### [What needs to be done]
With respect to the word "join", report how many lines of the following listing include it. Give nothing but the number.

### [Data provided]
# # # #
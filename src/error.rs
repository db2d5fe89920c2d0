//! Error types for envcheck operations.
//!
//! This module defines [`EnvcheckError`], the error type used throughout
//! the crate, and a [`Result`] type alias for convenience.
//!
//! # Error Handling Strategy
//!
//! - A missing variable is not an error: checks report it through
//!   [`CheckResult`](crate::CheckResult). [`EnvcheckError::MissingVariables`]
//!   only exists for callers that opt into `?` via
//!   [`CheckResult::into_result`](crate::CheckResult::into_result)
//! - Env file problems carry the offending path
//! - Messages name variables, never their values

use std::path::PathBuf;
use thiserror::Error;

/// Core error type for envcheck operations.
#[derive(Debug, Error)]
pub enum EnvcheckError {
    /// One or more required variables were absent or empty.
    #[error("Missing required environment variables: {}", .missing.join(", "))]
    MissingVariables { missing: Vec<String> },

    /// Env file could not be read.
    #[error("Failed to read env file {path}: {source}")]
    EnvFileRead {
        path: PathBuf,
        #[source]
        source: std::io::Error,
    },

    /// Env file contains a line that is not valid dotenv syntax.
    #[error("Failed to parse env file {path}: {message}")]
    EnvFileParse { path: PathBuf, message: String },

    /// IO error wrapper.
    #[error("IO error: {0}")]
    Io(#[from] std::io::Error),

    /// Generic wrapped error for anyhow interop.
    #[error(transparent)]
    Other(#[from] anyhow::Error),
}

/// Result type alias for envcheck operations.
pub type Result<T> = std::result::Result<T, EnvcheckError>;
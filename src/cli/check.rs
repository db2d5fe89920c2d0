//! The check command.
//!
//! Maps parsed arguments onto the library entry points:
//! plain names use [`Checker::check`], `--warn-only` uses
//! [`Checker::check_safe`] and `--all` uses [`Checker::check_source`].

use std::io::Write;

use crate::check::{CheckOptions, CheckResult, Checker, Verdict};
use crate::cli::args::Cli;
use crate::env_file::load_env_file;
use crate::error::Result;
use crate::report::DiagnosticSink;
use crate::source::Source;

/// Result of command execution.
#[derive(Debug, Clone, PartialEq, Eq)]
pub struct CommandResult {
    /// Whether the command succeeded.
    pub success: bool,

    /// Exit code to use (0 for success, non-zero for failure).
    pub exit_code: u8,
}

impl CommandResult {
    /// Create a successful result.
    pub fn success() -> Self {
        Self {
            success: true,
            exit_code: 0,
        }
    }

    /// Create a failure result.
    pub fn failure(exit_code: u8) -> Self {
        Self {
            success: false,
            exit_code,
        }
    }

    /// Derive the result from a check verdict.
    pub fn from_verdict(verdict: &Verdict) -> Self {
        match verdict.exit_status() {
            0 => Self::success(),
            code => Self::failure(code),
        }
    }
}

/// Runs a check described by command-line arguments.
#[derive(Debug)]
pub struct CheckCommand<'a> {
    args: &'a Cli,
}

impl<'a> CheckCommand<'a> {
    /// Create the command for parsed arguments.
    pub fn new(args: &'a Cli) -> Self {
        Self { args }
    }

    fn options(&self) -> CheckOptions {
        let mut options = CheckOptions::new().exit_on_error(!self.args.warn_only);
        if let Some(prefix) = &self.args.prefix {
            options = options.prefix(prefix.clone());
        }
        options
    }

    /// Execute the check.
    ///
    /// Diagnostics go to `sink`; the JSON result, when requested, to `out`.
    /// Missing variables are a failed [`CommandResult`], not an `Err`.
    pub fn execute(
        &self,
        sink: &mut dyn DiagnosticSink,
        out: &mut dyn Write,
    ) -> Result<CommandResult> {
        let file_source = self
            .args
            .env_file
            .as_deref()
            .map(load_env_file)
            .transpose()?;
        let mut options = self.options();
        let mut checker = Checker::new(sink);

        let verdict = if self.args.all {
            let source = file_source.unwrap_or_else(Source::from_env);
            checker.check_source(&source, &options)
        } else {
            if let Some(source) = file_source {
                options = options.source(source);
            }
            if self.args.warn_only {
                checker.check_safe(&self.args.names, &options)
            } else {
                checker.check(&self.args.names, &options)
            }
        };

        let outcome = CommandResult::from_verdict(&verdict);
        if self.args.json {
            if let Err(e) = write_json(out, verdict.result()) {
                // A failed check keeps its exit status over a stdout failure.
                if outcome.success {
                    return Err(e);
                }
                tracing::warn!("Failed to write JSON result: {}", e);
            }
        }

        Ok(outcome)
    }
}

fn write_json(out: &mut dyn Write, result: &CheckResult) -> Result<()> {
    writeln!(out, "{}", to_json(result)?)?;
    Ok(())
}

fn to_json(result: &CheckResult) -> Result<String> {
    serde_json::to_string(result).map_err(|e| anyhow::Error::from(e).into())
}

#[cfg(test)]
mod tests {
    use super::*;
    use crate::error::EnvcheckError;
    use crate::report::MemorySink;
    use std::fs;
    use tempfile::TempDir;

    fn env_file(content: &str) -> (TempDir, std::path::PathBuf) {
        let temp = TempDir::new().unwrap();
        let path = temp.path().join(".env");
        fs::write(&path, content).unwrap();
        (temp, path)
    }

    fn run(args: &Cli) -> (Result<CommandResult>, MemorySink, String) {
        let mut sink = MemorySink::new();
        let mut out = Vec::new();
        let result = CheckCommand::new(args).execute(&mut sink, &mut out);
        (result, sink, String::from_utf8(out).unwrap())
    }

    #[test]
    fn passing_file_check_succeeds_silently() {
        let (_temp, path) = env_file("API_KEY=k\nDATABASE_URL=u\n");
        let args = Cli {
            names: vec!["API_KEY".into(), "DATABASE_URL".into()],
            env_file: Some(path),
            ..Default::default()
        };

        let (result, sink, out) = run(&args);
        assert_eq!(result.unwrap(), CommandResult::success());
        assert!(sink.is_empty());
        assert!(out.is_empty());
    }

    #[test]
    fn missing_name_fails_with_exit_code_one() {
        let (_temp, path) = env_file("API_KEY=k\n");
        let args = Cli {
            names: vec!["API_KEY".into(), "DATABASE_URL".into()],
            env_file: Some(path),
            ..Default::default()
        };

        let (result, sink, _) = run(&args);
        assert_eq!(result.unwrap(), CommandResult::failure(1));
        assert!(sink.errors()[0].contains("DATABASE_URL"));
    }

    #[test]
    fn warn_only_succeeds_with_warning() {
        let (_temp, path) = env_file("API_KEY=k\n");
        let args = Cli {
            names: vec!["DATABASE_URL".into()],
            env_file: Some(path),
            warn_only: true,
            ..Default::default()
        };

        let (result, sink, _) = run(&args);
        assert!(result.unwrap().success);
        assert!(sink.errors().is_empty());
        assert_eq!(sink.warnings().len(), 1);
    }

    #[test]
    fn all_checks_every_file_key() {
        let (_temp, path) = env_file("API_KEY=k\nSECRET=\n");
        let args = Cli {
            env_file: Some(path),
            all: true,
            warn_only: true,
            json: true,
            ..Default::default()
        };

        let (result, _, out) = run(&args);
        assert!(result.unwrap().success);
        let json: serde_json::Value = serde_json::from_str(out.trim()).unwrap();
        assert_eq!(json, serde_json::json!({"missing": ["SECRET"], "success": false}));
    }

    #[test]
    fn prefix_drops_other_names() {
        let (_temp, path) = env_file("NEXT_API_URL=u\n");
        let args = Cli {
            names: vec!["NEXT_API_URL".into(), "OTHER_VAR".into()],
            prefix: Some("NEXT_".into()),
            env_file: Some(path),
            ..Default::default()
        };

        let (result, sink, _) = run(&args);
        assert!(result.unwrap().success);
        assert!(sink.is_empty());
    }

    #[test]
    fn no_names_succeeds() {
        let (result, sink, _) = run(&Cli::default());
        assert!(result.unwrap().success);
        assert!(sink.is_empty());
    }

    struct ClosedPipe;

    impl Write for ClosedPipe {
        fn write(&mut self, _buf: &[u8]) -> std::io::Result<usize> {
            Err(std::io::Error::new(std::io::ErrorKind::BrokenPipe, "closed"))
        }

        fn flush(&mut self) -> std::io::Result<()> {
            Ok(())
        }
    }

    #[test]
    fn json_write_failure_keeps_missing_exit_status() {
        let (_temp, path) = env_file("API_KEY=k\n");
        let args = Cli {
            names: vec!["DATABASE_URL".into()],
            env_file: Some(path),
            json: true,
            ..Default::default()
        };

        let mut sink = MemorySink::new();
        let result = CheckCommand::new(&args).execute(&mut sink, &mut ClosedPipe);
        assert_eq!(result.unwrap(), CommandResult::failure(1));
        assert_eq!(sink.errors().len(), 1);
    }

    #[test]
    fn json_write_failure_on_passing_check_is_error() {
        let (_temp, path) = env_file("API_KEY=k\n");
        let args = Cli {
            names: vec!["API_KEY".into()],
            env_file: Some(path),
            json: true,
            ..Default::default()
        };

        let mut sink = MemorySink::new();
        let result = CheckCommand::new(&args).execute(&mut sink, &mut ClosedPipe);
        assert!(matches!(result, Err(EnvcheckError::Io(_))));
    }

    #[test]
    fn unreadable_env_file_is_error() {
        let temp = TempDir::new().unwrap();
        let args = Cli {
            names: vec!["API_KEY".into()],
            env_file: Some(temp.path().join("absent.env")),
            ..Default::default()
        };

        let (result, sink, _) = run(&args);
        assert!(matches!(result, Err(EnvcheckError::EnvFileRead { .. })));
        assert!(sink.is_empty());
    }
}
# # # #
### [Task result]
3